▶ **WHAT THE TASK ASKS**:
In the response, the entries must appear exactly as supplied.
--*--
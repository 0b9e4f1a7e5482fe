//! OpenConnect integration
//!
//! The service never speaks the VPN protocol itself. It runs
//!
//! ```text
//! openconnect <url> --cookie <cookie>
//! ```
//!
//! and watches the child's output. Once OpenConnect prints
//! `Using <type> device '<name>', index <n>` the tunnel interface exists and
//! split-tunnel routes can be programmed against it.

pub mod output;
pub mod process;

pub use output::{
    Demultiplexer, LineConsumer, PatternMatcher, TunnelDevice, device_attach_matcher,
    spawn_line_reader,
};
pub use process::{ProcessError, ProcessExit, ProcessHandle, Termination};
--*--
▶ **ANSWER TO THIS PROBLEM**:
repository 0b9e4f1a7e5482fe
//! OpenConnect integration
//!
//! The service never speaks the VPN protocol itself. It runs
//!
//! ```text
//! openconnect <url> --cookie <cookie>
//! ```
//!
//! and watches the child's output. Once OpenConnect prints
//! `Using <type> device '<name>', index <n>` the tunnel interface exists and
//! split-tunnel routes can be programmed against it.

pub mod output;
pub mod process;

pub use output::{
    Demultiplexer, LineConsumer, PatternMatcher, TunnelDevice, device_attach_matcher,
    spawn_line_reader,
};
pub use process::{ProcessError, ProcessExit, ProcessHandle, Termination};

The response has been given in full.